--- Entries provided ---

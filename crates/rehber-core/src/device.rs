//! Device registrations ("users" in the admin panel).
//!
//! A mobile client registers on every app open. The first call for a device id
//! creates the record; later calls refresh it in place. There is no deletion.

use chrono::{DateTime, Duration, Utc};
use serde::{Deserialize, Serialize};

use crate::error::{CoreError, Result};

/// A device counts as active if it was seen within this many days.
pub const ACTIVE_WINDOW_DAYS: i64 = 7;

/// A registered mobile device.
#[derive(Debug, Clone, PartialEq, Eq, Serialize, Deserialize)]
#[serde(rename_all = "camelCase")]
pub struct DeviceRegistration {
    /// Client-supplied device id, unique per device.
    pub id: String,
    /// Display name.
    pub username: String,
    /// Push token, empty if the client never sent one.
    pub push_token: String,
    /// Client platform (`android`, `ios`, ...).
    pub platform: Option<String>,
    /// App version reported by the client.
    pub app_version: Option<String>,
    /// Last registration time.
    pub last_active: DateTime<Utc>,
    /// First registration time.
    pub created_at: DateTime<Utc>,
}

impl DeviceRegistration {
    /// Create a registration from the first upsert for a device.
    #[must_use]
    pub fn from_upsert(upsert: DeviceUpsert, now: DateTime<Utc>) -> Self {
        let username = upsert
            .username
            .unwrap_or_else(|| format!("Kullanıcı-{}", now.timestamp_millis()));

        Self {
            id: upsert.id,
            username,
            push_token: upsert.push_token.unwrap_or_default(),
            platform: upsert.platform,
            app_version: upsert.app_version,
            last_active: now,
            created_at: now,
        }
    }

    /// Refresh an existing registration.
    ///
    /// Only `last_active` always changes; the other fields change when the
    /// client supplied a value. The username and creation time are kept.
    pub fn apply(&mut self, upsert: DeviceUpsert, now: DateTime<Utc>) {
        self.last_active = now;
        if let Some(token) = upsert.push_token {
            self.push_token = token;
        }
        if upsert.platform.is_some() {
            self.platform = upsert.platform;
        }
        if upsert.app_version.is_some() {
            self.app_version = upsert.app_version;
        }
    }

    /// Whether the device was seen within the active window ending at `now`.
    #[must_use]
    pub fn is_active(&self, now: DateTime<Utc>) -> bool {
        self.last_active > now - Duration::days(ACTIVE_WINDOW_DAYS)
    }

    /// Whether the device can receive push notifications.
    #[must_use]
    pub fn has_push_token(&self) -> bool {
        !self.push_token.is_empty()
    }

    /// Whether the device matches a count filter.
    #[must_use]
    pub fn matches(&self, filter: DeviceFilter) -> bool {
        match filter {
            DeviceFilter::All => true,
            DeviceFilter::ActiveSince(since) => self.last_active > since,
            DeviceFilter::WithPushToken => self.has_push_token(),
        }
    }
}

/// Validated input for a device upsert.
#[derive(Debug, Clone, PartialEq, Eq)]
pub struct DeviceUpsert {
    /// Device id.
    pub id: String,
    /// Push token, if the client has one.
    pub push_token: Option<String>,
    /// Client platform.
    pub platform: Option<String>,
    /// App version.
    pub app_version: Option<String>,
    /// Display name, used only on first registration.
    pub username: Option<String>,
}

impl DeviceUpsert {
    /// Validate client input.
    ///
    /// # Errors
    ///
    /// Returns `CoreError::MissingField` if the device id is absent or blank.
    pub fn new(
        id: Option<String>,
        push_token: Option<String>,
        app_version: Option<String>,
        platform: Option<String>,
        username: Option<String>,
    ) -> Result<Self> {
        let non_empty = |v: Option<String>| v.filter(|s| !s.trim().is_empty());

        Ok(Self {
            id: id
                .filter(|v| !v.trim().is_empty())
                .ok_or(CoreError::MissingField("userId"))?,
            push_token: non_empty(push_token),
            platform: non_empty(platform),
            app_version: non_empty(app_version),
            username: non_empty(username),
        })
    }
}

/// Predicate for counting device registrations.
#[derive(Debug, Clone, Copy, PartialEq, Eq)]
pub enum DeviceFilter {
    /// Every registration.
    All,
    /// Registrations seen after the given instant.
    ActiveSince(DateTime<Utc>),
    /// Registrations holding a push token.
    WithPushToken,
}

impl DeviceFilter {
    /// Devices active within the standard window ending at `now`.
    #[must_use]
    pub fn active_at(now: DateTime<Utc>) -> Self {
        Self::ActiveSince(now - Duration::days(ACTIVE_WINDOW_DAYS))
    }
}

---

Exercise aim: Determine the number of lines in the data that include the word "MissingField", and provide that number without comment.

Result for this task: 2